_ACTIVITY:_
Two lines in the listing below mark the span: one contains "and names the" and one contains "signature is a". Reproduce both of them and everything between, exactly.

=== LISTED ENTRIES ===

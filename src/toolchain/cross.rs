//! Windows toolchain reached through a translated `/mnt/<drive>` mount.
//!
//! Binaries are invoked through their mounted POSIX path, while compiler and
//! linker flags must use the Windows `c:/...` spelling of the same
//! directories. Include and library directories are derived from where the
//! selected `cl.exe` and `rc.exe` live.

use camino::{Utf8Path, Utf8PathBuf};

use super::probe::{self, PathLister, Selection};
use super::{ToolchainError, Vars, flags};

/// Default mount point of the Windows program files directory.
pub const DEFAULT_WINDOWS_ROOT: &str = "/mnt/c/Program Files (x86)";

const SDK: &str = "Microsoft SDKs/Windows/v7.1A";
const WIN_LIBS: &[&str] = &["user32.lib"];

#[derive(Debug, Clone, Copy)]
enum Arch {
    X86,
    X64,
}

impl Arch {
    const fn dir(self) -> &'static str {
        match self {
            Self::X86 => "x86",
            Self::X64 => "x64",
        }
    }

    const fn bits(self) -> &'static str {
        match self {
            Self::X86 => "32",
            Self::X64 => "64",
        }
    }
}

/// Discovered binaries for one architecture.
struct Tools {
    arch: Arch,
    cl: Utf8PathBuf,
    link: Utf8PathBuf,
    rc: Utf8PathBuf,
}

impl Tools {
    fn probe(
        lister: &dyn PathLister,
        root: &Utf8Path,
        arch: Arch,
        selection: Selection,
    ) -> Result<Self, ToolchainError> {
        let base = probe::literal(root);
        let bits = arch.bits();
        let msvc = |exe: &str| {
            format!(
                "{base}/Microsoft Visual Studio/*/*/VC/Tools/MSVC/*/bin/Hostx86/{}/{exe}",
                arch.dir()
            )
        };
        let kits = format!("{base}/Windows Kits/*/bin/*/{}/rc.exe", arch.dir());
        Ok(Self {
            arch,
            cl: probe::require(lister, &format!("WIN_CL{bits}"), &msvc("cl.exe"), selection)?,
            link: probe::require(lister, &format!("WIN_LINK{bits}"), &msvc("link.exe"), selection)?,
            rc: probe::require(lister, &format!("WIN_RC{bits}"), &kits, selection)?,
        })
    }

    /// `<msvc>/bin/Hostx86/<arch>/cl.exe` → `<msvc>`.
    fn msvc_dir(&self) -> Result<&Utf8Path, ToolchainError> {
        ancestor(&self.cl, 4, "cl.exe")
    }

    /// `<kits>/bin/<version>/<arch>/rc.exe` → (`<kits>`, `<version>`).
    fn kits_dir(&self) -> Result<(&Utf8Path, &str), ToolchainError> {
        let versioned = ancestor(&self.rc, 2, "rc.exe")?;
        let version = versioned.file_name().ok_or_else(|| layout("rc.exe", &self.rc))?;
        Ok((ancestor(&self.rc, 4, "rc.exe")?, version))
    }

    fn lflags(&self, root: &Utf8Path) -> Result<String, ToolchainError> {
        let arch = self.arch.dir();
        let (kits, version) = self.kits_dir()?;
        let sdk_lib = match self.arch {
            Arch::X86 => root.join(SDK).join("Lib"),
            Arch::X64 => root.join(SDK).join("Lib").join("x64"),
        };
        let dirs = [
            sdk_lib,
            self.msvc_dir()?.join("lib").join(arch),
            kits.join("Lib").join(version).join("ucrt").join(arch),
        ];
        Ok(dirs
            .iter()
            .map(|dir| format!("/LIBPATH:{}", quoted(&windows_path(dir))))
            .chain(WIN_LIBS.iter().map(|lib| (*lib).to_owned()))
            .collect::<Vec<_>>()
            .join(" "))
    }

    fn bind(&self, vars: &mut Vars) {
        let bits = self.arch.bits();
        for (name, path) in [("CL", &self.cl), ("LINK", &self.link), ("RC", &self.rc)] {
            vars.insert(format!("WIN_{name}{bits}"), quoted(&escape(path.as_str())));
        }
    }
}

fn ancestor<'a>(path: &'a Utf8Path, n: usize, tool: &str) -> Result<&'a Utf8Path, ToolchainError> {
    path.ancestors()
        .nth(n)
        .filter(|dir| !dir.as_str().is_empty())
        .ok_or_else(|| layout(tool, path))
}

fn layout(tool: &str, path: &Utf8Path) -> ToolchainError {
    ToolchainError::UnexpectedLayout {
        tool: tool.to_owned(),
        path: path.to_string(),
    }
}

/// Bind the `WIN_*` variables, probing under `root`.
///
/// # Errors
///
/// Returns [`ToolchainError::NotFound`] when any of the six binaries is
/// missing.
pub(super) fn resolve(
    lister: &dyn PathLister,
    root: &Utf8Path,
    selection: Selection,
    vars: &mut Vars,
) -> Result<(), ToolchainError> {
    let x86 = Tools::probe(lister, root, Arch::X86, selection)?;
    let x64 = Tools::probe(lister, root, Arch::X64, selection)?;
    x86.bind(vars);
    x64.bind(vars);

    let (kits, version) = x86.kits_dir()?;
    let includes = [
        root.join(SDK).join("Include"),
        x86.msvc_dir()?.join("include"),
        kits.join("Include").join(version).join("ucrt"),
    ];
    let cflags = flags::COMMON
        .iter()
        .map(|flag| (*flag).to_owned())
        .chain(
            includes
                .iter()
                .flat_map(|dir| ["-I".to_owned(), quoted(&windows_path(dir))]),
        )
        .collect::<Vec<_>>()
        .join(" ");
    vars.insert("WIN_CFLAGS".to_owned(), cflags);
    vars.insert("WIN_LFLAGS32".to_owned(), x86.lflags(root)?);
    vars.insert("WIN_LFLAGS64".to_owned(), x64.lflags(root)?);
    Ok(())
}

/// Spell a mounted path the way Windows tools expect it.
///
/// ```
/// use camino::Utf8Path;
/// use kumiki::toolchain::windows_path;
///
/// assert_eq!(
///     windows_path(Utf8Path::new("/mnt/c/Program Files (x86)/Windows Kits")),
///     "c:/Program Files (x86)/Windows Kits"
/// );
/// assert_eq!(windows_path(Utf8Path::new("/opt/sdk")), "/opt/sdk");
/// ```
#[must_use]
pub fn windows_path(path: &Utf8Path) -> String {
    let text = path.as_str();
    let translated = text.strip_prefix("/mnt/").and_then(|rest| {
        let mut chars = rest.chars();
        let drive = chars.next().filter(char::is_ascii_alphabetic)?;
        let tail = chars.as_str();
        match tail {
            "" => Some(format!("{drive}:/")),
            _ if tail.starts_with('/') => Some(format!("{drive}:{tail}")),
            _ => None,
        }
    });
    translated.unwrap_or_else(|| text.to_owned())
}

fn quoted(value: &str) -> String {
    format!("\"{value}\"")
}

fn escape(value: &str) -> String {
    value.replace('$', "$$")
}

===
=== LISTED ENTRIES ===

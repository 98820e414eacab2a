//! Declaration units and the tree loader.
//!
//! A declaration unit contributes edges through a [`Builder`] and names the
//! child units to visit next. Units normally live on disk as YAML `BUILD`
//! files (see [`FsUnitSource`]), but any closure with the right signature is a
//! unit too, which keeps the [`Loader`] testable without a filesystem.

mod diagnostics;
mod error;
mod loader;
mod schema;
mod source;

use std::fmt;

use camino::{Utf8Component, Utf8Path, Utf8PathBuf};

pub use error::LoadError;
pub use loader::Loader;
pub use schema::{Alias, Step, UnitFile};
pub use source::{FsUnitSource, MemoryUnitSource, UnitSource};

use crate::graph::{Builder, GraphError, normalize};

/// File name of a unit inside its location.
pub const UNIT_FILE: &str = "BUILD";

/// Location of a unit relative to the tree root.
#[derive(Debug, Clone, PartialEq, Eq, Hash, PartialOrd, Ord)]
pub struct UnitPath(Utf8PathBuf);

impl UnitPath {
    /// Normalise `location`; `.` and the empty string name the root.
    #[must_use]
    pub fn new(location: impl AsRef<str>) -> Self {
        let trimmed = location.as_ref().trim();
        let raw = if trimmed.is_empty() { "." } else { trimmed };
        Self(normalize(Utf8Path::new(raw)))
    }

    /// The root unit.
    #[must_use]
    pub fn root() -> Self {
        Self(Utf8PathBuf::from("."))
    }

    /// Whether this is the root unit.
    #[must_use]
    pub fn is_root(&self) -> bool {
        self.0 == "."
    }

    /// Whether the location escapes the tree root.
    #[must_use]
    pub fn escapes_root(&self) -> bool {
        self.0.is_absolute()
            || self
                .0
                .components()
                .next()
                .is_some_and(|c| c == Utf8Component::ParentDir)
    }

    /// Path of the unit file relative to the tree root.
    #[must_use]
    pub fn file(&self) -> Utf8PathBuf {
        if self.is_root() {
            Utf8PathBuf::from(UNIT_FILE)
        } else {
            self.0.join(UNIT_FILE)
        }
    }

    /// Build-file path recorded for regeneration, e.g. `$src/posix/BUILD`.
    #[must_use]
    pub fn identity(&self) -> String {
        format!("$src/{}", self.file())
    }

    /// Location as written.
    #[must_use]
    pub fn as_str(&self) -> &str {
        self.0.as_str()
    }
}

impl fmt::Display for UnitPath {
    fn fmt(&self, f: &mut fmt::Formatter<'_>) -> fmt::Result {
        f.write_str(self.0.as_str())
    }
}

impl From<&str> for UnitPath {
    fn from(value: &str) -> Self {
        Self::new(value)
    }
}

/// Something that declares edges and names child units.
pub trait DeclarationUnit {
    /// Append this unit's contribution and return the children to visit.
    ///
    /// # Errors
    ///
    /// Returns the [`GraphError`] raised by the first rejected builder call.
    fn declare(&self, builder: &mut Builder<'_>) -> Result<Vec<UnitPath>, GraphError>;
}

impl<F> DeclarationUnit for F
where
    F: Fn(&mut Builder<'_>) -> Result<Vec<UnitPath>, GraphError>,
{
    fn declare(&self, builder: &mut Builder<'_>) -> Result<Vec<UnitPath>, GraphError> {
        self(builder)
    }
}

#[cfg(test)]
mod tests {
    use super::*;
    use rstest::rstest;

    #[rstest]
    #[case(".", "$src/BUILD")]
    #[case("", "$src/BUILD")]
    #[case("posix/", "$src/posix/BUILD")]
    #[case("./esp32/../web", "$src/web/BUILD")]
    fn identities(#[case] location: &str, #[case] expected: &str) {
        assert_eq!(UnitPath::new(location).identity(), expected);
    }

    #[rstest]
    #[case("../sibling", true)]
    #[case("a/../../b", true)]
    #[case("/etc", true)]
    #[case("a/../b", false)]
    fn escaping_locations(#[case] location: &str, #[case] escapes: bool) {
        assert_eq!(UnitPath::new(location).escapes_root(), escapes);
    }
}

===

_RESULT OF THIS TASK:_
//! A declaration unit contributes edges through a [`Builder`] and names the
//! child units to visit next. Units normally live on disk as YAML `BUILD`
//! files (see [`FsUnitSource`]), but any closure with the right signature is a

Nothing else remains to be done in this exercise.